:: EXERCISE DIRECTIONS ::
Which of the lines below contain the string "driven"? Copy each one.

:: DATASET RECORDS ::
▬▬▬▬▬▬▬▬▬▬

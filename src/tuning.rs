//! Data-driven game balance
//!
//! Every number the simulation formulas use lives here so a run can be
//! rebalanced from a JSON file without a rebuild. Missing fields fall back
//! to the defaults in [`crate::consts`].

use std::path::Path;

use serde::{Deserialize, Serialize};

use crate::consts::*;
use crate::persistence::StoreError;

/// Score thresholds for each scenario phase within the first cycle
#[derive(Debug, Clone, Copy, PartialEq, Serialize, Deserialize)]
#[serde(default)]
pub struct PhaseThresholds {
    pub start: f64,
    pub snow: f64,
    pub mist: f64,
    pub night: f64,
}

impl Default for PhaseThresholds {
    fn default() -> Self {
        Self {
            start: 0.0,
            snow: 100.0,
            mist: 200.0,
            night: 300.0,
        }
    }
}

/// Tunable simulation parameters
#[derive(Debug, Clone, PartialEq, Serialize, Deserialize)]
#[serde(default)]
pub struct Tuning {
    // === Vehicle ===
    pub road_width: f64,
    pub car_speed_x: f64,
    pub min_speed: f64,
    pub max_speed: f64,
    pub car_acceleration: f64,
    pub car_deceleration: f64,
    /// Speed → steering resistance gain (resistance = min(1, speed * gain))
    pub curve_resistance_gain: f64,
    /// Passive lateral pull on the player per unit of curve and speed
    pub player_curve_drift: f64,
    /// Snow drift wander amplitude and angular rate (radians per tick)
    pub snow_drift_amplitude: f64,
    pub snow_drift_rate: f64,

    // === Curves ===
    pub max_curve_angle: f64,
    /// Below this magnitude the road counts as flat
    pub curve_flat_epsilon: f64,
    pub curve_decay: f64,
    pub curve_countdown_base: f64,
    pub curve_countdown_jitter: f64,
    pub curve_countdown_min: i32,
    /// Score at which the difficulty factor has grown by 1
    pub curve_difficulty_score: f64,
    pub max_difficulty_factor: f64,

    // === Traffic ===
    pub spawn_initial_delay: f64,
    pub spawn_interval_base: f64,
    pub spawn_interval_floor: f64,
    pub spawn_speed_scale: f64,
    /// Curve magnitude above which the spawn countdown runs faster
    pub dense_curve_threshold: f64,
    pub dense_curve_extra_countdown: f64,
    /// Score per additional opponent in a spawn wave
    pub spawn_density_score: f64,
    pub max_extra_opponents: u32,
    pub spawn_min_gap: f64,
    pub spawn_depth_jitter: f64,
    pub opponent_speed_factor: f64,
    pub opponent_curve_drift: f64,
    pub despawn_distance: f64,
    pub car_half_width: f64,
    pub car_half_length: f64,

    // === Score / difficulty ===
    pub base_score_per_tick: f64,
    pub score_speed_factor: f64,
    pub difficulty_ramp: f64,

    // === Scenarios ===
    pub phase_thresholds: PhaseThresholds,
    pub scenario_cycle_length: f64,
}

impl Default for Tuning {
    fn default() -> Self {
        Self {
            road_width: ROAD_WIDTH,
            car_speed_x: CAR_SPEED_X,
            min_speed: MIN_SPEED,
            max_speed: MAX_SPEED,
            car_acceleration: CAR_ACCELERATION,
            car_deceleration: CAR_DECELERATION,
            curve_resistance_gain: 2.5,
            player_curve_drift: 0.1,
            snow_drift_amplitude: 0.01,
            snow_drift_rate: 0.05,

            max_curve_angle: MAX_CURVE_ANGLE,
            curve_flat_epsilon: 0.01,
            curve_decay: 0.99,
            curve_countdown_base: 300.0,
            curve_countdown_jitter: 100.0,
            curve_countdown_min: 50,
            curve_difficulty_score: 5000.0,
            max_difficulty_factor: 2.0,

            spawn_initial_delay: OPPONENT_SPAWN_DELAY,
            spawn_interval_base: OPPONENT_SPAWN_INTERVAL_BASE,
            spawn_interval_floor: 20.0,
            spawn_speed_scale: 1.5,
            dense_curve_threshold: 0.1,
            dense_curve_extra_countdown: 2.0,
            spawn_density_score: 2000.0,
            max_extra_opponents: 2,
            spawn_min_gap: 100.0,
            spawn_depth_jitter: 100.0,
            opponent_speed_factor: OPPONENT_SPEED_FACTOR,
            opponent_curve_drift: 0.05,
            despawn_distance: DESPAWN_DISTANCE,
            car_half_width: CAR_HALF_WIDTH,
            car_half_length: CAR_HALF_LENGTH,

            base_score_per_tick: 0.1,
            score_speed_factor: 0.25,
            difficulty_ramp: 0.0001,

            phase_thresholds: PhaseThresholds::default(),
            scenario_cycle_length: SCENARIO_CYCLE_LENGTH,
        }
    }
}

impl Tuning {
    /// Half the playable road width (lateral clamp bound)
    #[inline]
    pub fn half_road(&self) -> f64 {
        self.road_width / 2.0
    }

    /// Score-derived multiplier widening curves: min(max, 1 + score / k)
    pub fn difficulty_factor(&self, score: f64) -> f64 {
        (1.0 + score / self.curve_difficulty_score).min(self.max_difficulty_factor)
    }

    /// Parse tuning from JSON; absent fields keep their defaults
    pub fn from_json(json: &str) -> Result<Self, StoreError> {
        let tuning: Self = serde_json::from_str(json)?;
        tuning.validate()?;
        Ok(tuning)
    }

    /// Reject values the simulation cannot run with
    pub fn validate(&self) -> Result<(), StoreError> {
        let t = &self.phase_thresholds;
        let values = [
            ("road_width", self.road_width),
            ("car_speed_x", self.car_speed_x),
            ("min_speed", self.min_speed),
            ("max_speed", self.max_speed),
            ("car_acceleration", self.car_acceleration),
            ("car_deceleration", self.car_deceleration),
            ("curve_resistance_gain", self.curve_resistance_gain),
            ("player_curve_drift", self.player_curve_drift),
            ("snow_drift_amplitude", self.snow_drift_amplitude),
            ("snow_drift_rate", self.snow_drift_rate),
            ("max_curve_angle", self.max_curve_angle),
            ("curve_flat_epsilon", self.curve_flat_epsilon),
            ("curve_decay", self.curve_decay),
            ("curve_countdown_base", self.curve_countdown_base),
            ("curve_countdown_jitter", self.curve_countdown_jitter),
            ("curve_difficulty_score", self.curve_difficulty_score),
            ("max_difficulty_factor", self.max_difficulty_factor),
            ("spawn_initial_delay", self.spawn_initial_delay),
            ("spawn_interval_base", self.spawn_interval_base),
            ("spawn_interval_floor", self.spawn_interval_floor),
            ("spawn_speed_scale", self.spawn_speed_scale),
            ("dense_curve_threshold", self.dense_curve_threshold),
            ("dense_curve_extra_countdown", self.dense_curve_extra_countdown),
            ("spawn_density_score", self.spawn_density_score),
            ("spawn_min_gap", self.spawn_min_gap),
            ("spawn_depth_jitter", self.spawn_depth_jitter),
            ("opponent_speed_factor", self.opponent_speed_factor),
            ("opponent_curve_drift", self.opponent_curve_drift),
            ("despawn_distance", self.despawn_distance),
            ("car_half_width", self.car_half_width),
            ("car_half_length", self.car_half_length),
            ("base_score_per_tick", self.base_score_per_tick),
            ("score_speed_factor", self.score_speed_factor),
            ("difficulty_ramp", self.difficulty_ramp),
            ("phase_thresholds.start", t.start),
            ("phase_thresholds.snow", t.snow),
            ("phase_thresholds.mist", t.mist),
            ("phase_thresholds.night", t.night),
            ("scenario_cycle_length", self.scenario_cycle_length),
        ];
        if let Some((name, _)) = values.iter().find(|(_, v)| !v.is_finite()) {
            return Err(StoreError::InvalidTuning(format!("{} is not finite", name)));
        }

        let positive = [
            ("road_width", self.road_width),
            ("car_half_width", self.car_half_width),
            ("car_half_length", self.car_half_length),
            ("spawn_speed_scale", self.spawn_speed_scale),
        ];
        if let Some((name, value)) = positive.iter().find(|(_, v)| *v <= 0.0) {
            return Err(StoreError::InvalidTuning(format!("{} must be positive, got {}", name, value)));
        }

        if self.min_speed > self.max_speed {
            return Err(StoreError::InvalidTuning(format!(
                "min_speed {} exceeds max_speed {}",
                self.min_speed, self.max_speed
            )));
        }
        Ok(())
    }

    /// Load tuning from a JSON file
    pub fn load(path: &Path) -> Result<Self, StoreError> {
        let json = std::fs::read_to_string(path)?;
        let tuning = Self::from_json(&json)?;
        log::info!("Loaded tuning from {}", path.display());
        Ok(tuning)
    }
}
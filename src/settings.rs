//! Game settings and preferences
//!
//! Persisted separately from the high score (LocalStorage on web,
//! `settings.json` next to the binary natively).

use serde::{Deserialize, Serialize};

use crate::persistence::StoreError;

/// Quality preset levels
#[derive(Debug, Clone, Copy, PartialEq, Eq, Serialize, Deserialize, Default)]
pub enum QualityPreset {
    Low,
    #[default]
    Medium,
    High,
}

impl QualityPreset {
    pub fn as_str(&self) -> &'static str {
        match self {
            QualityPreset::Low => "Low",
            QualityPreset::Medium => "Medium",
            QualityPreset::High => "High",
        }
    }

    pub fn parse(s: &str) -> Option<Self> {
        match s.to_lowercase().as_str() {
            "low" => Some(QualityPreset::Low),
            "medium" | "med" => Some(QualityPreset::Medium),
            "high" => Some(QualityPreset::High),
            _ => None,
        }
    }

    /// Atmospheric particle budget (snowflakes) for this preset
    pub fn max_particles(&self) -> usize {
        match self {
            QualityPreset::Low => 200,
            QualityPreset::Medium => 1000,
            QualityPreset::High => 4000,
        }
    }
}

/// Game settings/preferences
#[derive(Debug, Clone, PartialEq, Serialize, Deserialize)]
#[serde(default)]
pub struct Settings {
    /// Graphics quality preset
    pub quality: QualityPreset,
    /// Atmospheric particles (snow)
    pub particles: bool,
    /// Flicker the wrecked cars after a collision
    pub crash_flash: bool,
    /// Reduced motion (no flicker, no snow wander on screen)
    pub reduced_motion: bool,
}

impl Default for Settings {
    fn default() -> Self {
        Self {
            quality: QualityPreset::Medium,
            particles: true,
            crash_flash: true,
            reduced_motion: false,
        }
    }
}

impl Settings {
    /// Create settings from a quality preset
    pub fn from_preset(preset: QualityPreset) -> Self {
        Self {
            quality: preset,
            ..Self::default()
        }
    }

    /// Effective crash flicker (respects reduced_motion)
    pub fn effective_crash_flash(&self) -> bool {
        self.crash_flash && !self.reduced_motion
    }

    /// Effective particle count cap
    pub fn max_particles(&self) -> usize {
        if !self.particles {
            0
        } else {
            self.quality.max_particles()
        }
    }

    pub fn from_json(json: &str) -> Result<Self, StoreError> {
        Ok(serde_json::from_str(json)?)
    }

    /// LocalStorage key / native file name
    const STORAGE_KEY: &'static str = "endless_road_settings";
    #[cfg(not(target_arch = "wasm32"))]
    const FILE_NAME: &'static str = "settings.json";

    /// Load settings from LocalStorage (WASM only)
    #[cfg(target_arch = "wasm32")]
    pub fn load() -> Self {
        let storage = web_sys::window()
            .and_then(|w| w.local_storage().ok())
            .flatten();

        if let Some(storage) = storage {
            if let Ok(Some(json)) = storage.get_item(Self::STORAGE_KEY) {
                if let Ok(settings) = Self::from_json(&json) {
                    log::info!("Loaded settings from LocalStorage");
                    return settings;
                }
            }
        }

        log::info!("Using default settings");
        Self::default()
    }

    /// Save settings to LocalStorage (WASM only)
    #[cfg(target_arch = "wasm32")]
    pub fn save(&self) {
        let storage = web_sys::window()
            .and_then(|w| w.local_storage().ok())
            .flatten();

        if let Some(storage) = storage {
            if let Ok(json) = serde_json::to_string(self) {
                let _ = storage.set_item(Self::STORAGE_KEY, &json);
                log::info!("Settings saved");
            }
        }
    }

    /// Load settings from `settings.json` in the working directory
    #[cfg(not(target_arch = "wasm32"))]
    pub fn load() -> Self {
        Self::load_from(std::path::Path::new(Self::FILE_NAME))
    }

    #[cfg(not(target_arch = "wasm32"))]
    pub fn save(&self) {
        self.save_to(std::path::Path::new(Self::FILE_NAME))
    }

    #[cfg(not(target_arch = "wasm32"))]
    fn load_from(path: &std::path::Path) -> Self {
        match std::fs::read_to_string(path) {
            Ok(json) => match Self::from_json(&json) {
                Ok(settings) => {
                    log::info!("Loaded settings from {}", path.display());
                    settings
                }
                Err(e) => {
                    log::warn!("Ignoring {} ({}), using defaults", path.display(), e);
                    Self::default()
                }
            },
            Err(_) => {
                log::info!("Using default settings");
                Self::default()
            }
        }
    }

    #[cfg(not(target_arch = "wasm32"))]
    fn save_to(&self, path: &std::path::Path) {
        match serde_json::to_string_pretty(self) {
            Ok(json) => {
                if let Err(e) = std::fs::write(path, json) {
                    log::warn!("Failed to save {} under {}: {}", Self::STORAGE_KEY, path.display(), e);
                } else {
                    log::info!("Settings saved");
                }
            }
            Err(e) => log::warn!("Failed to serialize settings: {}", e),
        }
    }
}
//! Endless Road entry point
//!
//! Natively this runs a headless session driven by the autopilot and prints
//! the final frame snapshot as JSON.
//! Usage: `endless-road [seed] [max_ticks] [low|medium|high]`.
//! A quality argument is saved to the settings file for later runs.
//! Set `ENDLESS_ROAD_TUNING` to a JSON file to override balance values.

#[cfg(not(target_arch = "wasm32"))]
mod native {
    use std::path::Path;

    use endless_road::game::ScenarioEffects;
    use endless_road::sim::{GameEvent, PhaseLook, ScenarioPhase, autopilot};
    use endless_road::{QualityPreset, Session, Settings, Tuning, platform};

    const DEFAULT_SEED: u64 = 0x5eed;
    const DEFAULT_MAX_TICKS: u64 = 60 * 60 * 5;

    /// Logs what a renderer would change on phase entry
    struct LogEffects {
        particle_budget: usize,
    }

    impl ScenarioEffects for LogEffects {
        fn reset(&mut self) {
            log::debug!("Scene effects reset");
        }

        fn apply(&mut self, phase: ScenarioPhase, look: &PhaseLook) {
            let particles = match look.particles {
                Some(_) => self.particle_budget,
                None => 0,
            };
            log::info!(
                "Scene: {} (background {:?}, fog {}, headlights {}, particles {})",
                phase.as_str(),
                look.background.map(|c| format!("#{:06x}", c)),
                look.fog.is_some(),
                look.headlights.is_some(),
                particles
            );
        }
    }

    fn load_tuning() -> Tuning {
        match std::env::var_os("ENDLESS_ROAD_TUNING") {
            Some(path) => Tuning::load(Path::new(&path)).unwrap_or_else(|e| {
                log::warn!("Ignoring tuning file ({}), using defaults", e);
                Tuning::default()
            }),
            None => Tuning::default(),
        }
    }

    pub fn run() {
        platform::init_logging();
        log::info!("Endless Road (headless) starting...");

        let mut args = std::env::args().skip(1);
        let seed = args
            .next()
            .and_then(|s| s.parse().ok())
            .unwrap_or(DEFAULT_SEED);
        let max_ticks = args
            .next()
            .and_then(|s| s.parse().ok())
            .unwrap_or(DEFAULT_MAX_TICKS);

        let mut settings = Settings::load();
        if let Some(arg) = args.next() {
            match QualityPreset::parse(&arg) {
                Some(quality) if quality != settings.quality => {
                    settings.quality = quality;
                    settings.save();
                }
                Some(_) => {}
                None => log::warn!("Unknown quality preset '{}', keeping {}", arg, settings.quality.as_str()),
            }
        }
        let effects = LogEffects {
            particle_budget: settings.max_particles(),
        };
        let mut session = Session::new(seed, load_tuning(), settings, platform::default_store(), effects);

        let mut new_best = None;
        for _ in 0..max_ticks {
            let input = autopilot::drive(session.state());
            for event in session.tick(&input) {
                if let GameEvent::NewHighScore(score) = event {
                    new_best = Some(score);
                }
            }
            if session.is_game_over() {
                break;
            }
        }

        if let Some(score) = new_best {
            log::info!("New high score: {}", score);
        }

        match serde_json::to_string_pretty(&session.snapshot()) {
            Ok(json) => println!("{}", json),
            Err(e) => log::error!("Failed to serialize snapshot: {}", e),
        }
    }
}

#[cfg(not(target_arch = "wasm32"))]
fn main() {
    native::run();
}

#[cfg(target_arch = "wasm32")]
fn main() {
    // The web build embeds the library; there is no standalone entry point
}
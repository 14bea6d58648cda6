//! Simulation state and core types
//!
//! One owned `SimulationState` per session. Components receive the pieces
//! they need by reference for the duration of a single call.

use glam::DVec2;
use rand::SeedableRng;
use rand_pcg::Pcg32;
use serde::{Deserialize, Serialize};

use crate::tuning::Tuning;

/// Player car position sits this far down the road at session start
pub const PLAYER_START_Z: f64 = -5.0;

/// Environmental mode, cycling Start → Snow → Mist → Night → Start
#[derive(Debug, Clone, Copy, PartialEq, Eq, Hash, Serialize, Deserialize)]
pub enum ScenarioPhase {
    Start,
    Snow,
    Mist,
    Night,
}

impl ScenarioPhase {
    /// All phases in cycle order
    pub const ALL: [ScenarioPhase; 4] = [
        ScenarioPhase::Start,
        ScenarioPhase::Snow,
        ScenarioPhase::Mist,
        ScenarioPhase::Night,
    ];

    pub fn as_str(&self) -> &'static str {
        match self {
            ScenarioPhase::Start => "start",
            ScenarioPhase::Snow => "snow",
            ScenarioPhase::Mist => "mist",
            ScenarioPhase::Night => "night",
        }
    }
}

/// Per-phase modifier applied by vehicle kinematics
#[derive(Debug, Clone, Copy, PartialEq, Eq, Default)]
pub enum DrivingHook {
    #[default]
    Normal,
    /// Low grip: the car wanders sideways on its own
    SnowDrift,
}

/// The player's car
#[derive(Debug, Clone)]
pub struct PlayerCar {
    /// x = lateral, y = longitudinal (forward is -y)
    pub pos: DVec2,
    /// Forward speed in world units per tick
    pub speed: f64,
}

/// Road bend state
#[derive(Debug, Clone, Default)]
pub struct CurveState {
    /// Signed bend (positive pulls toward +x)
    pub current: f64,
    /// Ticks until the next curve may spawn
    pub countdown: i32,
}

/// An oncoming car
#[derive(Debug, Clone, Copy, PartialEq)]
pub struct Opponent {
    pub pos: DVec2,
}

/// Opponent set and spawn timer
#[derive(Debug, Clone, Default)]
pub struct Traffic {
    /// Spawn order is preserved
    pub opponents: Vec<Opponent>,
    pub spawn_timer: f64,
}

/// Scenario state machine position
#[derive(Debug, Clone, Copy, PartialEq, Eq)]
pub struct Scenario {
    pub phase: ScenarioPhase,
    /// Completed phase cycles
    pub cycle: i32,
}

impl Default for Scenario {
    fn default() -> Self {
        Self {
            phase: ScenarioPhase::Start,
            cycle: 0,
        }
    }
}

/// Running score and best score
#[derive(Debug, Clone, Default)]
pub struct ScoreBoard {
    pub score: f64,
    pub high_score: i64,
}

/// Discrete things that happened during a tick
#[derive(Debug, Clone, Copy, PartialEq, Serialize)]
pub enum GameEvent {
    /// The player hit an opponent; emitted once, on the tick the game ends
    Collision { player: DVec2, opponent: DVec2 },
    /// Phase enter actions must run
    PhaseEntered { phase: ScenarioPhase, cycle: i32 },
    /// Road segment wrapped; the current phase is re-entered
    RoadWrapped { phase: ScenarioPhase },
    NewHighScore(i64),
    CurveSpawned { angle: f64 },
    OpponentsSpawned { count: u32 },
}

/// Complete simulation state for one session
#[derive(Debug, Clone)]
pub struct SimulationState {
    /// Run seed for reproducibility
    pub seed: u64,
    pub rng: Pcg32,
    pub tuning: Tuning,
    /// Simulation tick counter (frozen on game over)
    pub time_ticks: u64,
    pub player: PlayerCar,
    /// Difficulty ramp, never decreases
    pub speed_multiplier: f64,
    pub is_game_over: bool,
    pub curve: CurveState,
    pub traffic: Traffic,
    pub score: ScoreBoard,
    pub scenario: Scenario,
    /// Road segment offset, wraps within one segment length
    pub road_offset: f64,
}

impl SimulationState {
    /// Create a new simulation with the given seed
    pub fn new(seed: u64, tuning: Tuning) -> Self {
        Self {
            seed,
            rng: Pcg32::seed_from_u64(seed),
            time_ticks: 0,
            player: PlayerCar {
                pos: DVec2::new(0.0, PLAYER_START_Z),
                speed: tuning.min_speed,
            },
            speed_multiplier: 1.0,
            is_game_over: false,
            curve: CurveState {
                current: 0.0,
                countdown: tuning.curve_countdown_base as i32,
            },
            traffic: Traffic {
                opponents: Vec::new(),
                spawn_timer: tuning.spawn_initial_delay,
            },
            score: ScoreBoard::default(),
            scenario: Scenario::default(),
            road_offset: 0.0,
            tuning,
        }
    }

    /// Seed the persisted best score
    pub fn with_high_score(mut self, high_score: i64) -> Self {
        self.score.high_score = high_score.max(0);
        self
    }
}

▬▬▬▬▬▬▬▬▬▬

:: EXERCISE ANSWER ::
//! Data-driven game balance
//! Natively this runs a headless session driven by the autopilot and prints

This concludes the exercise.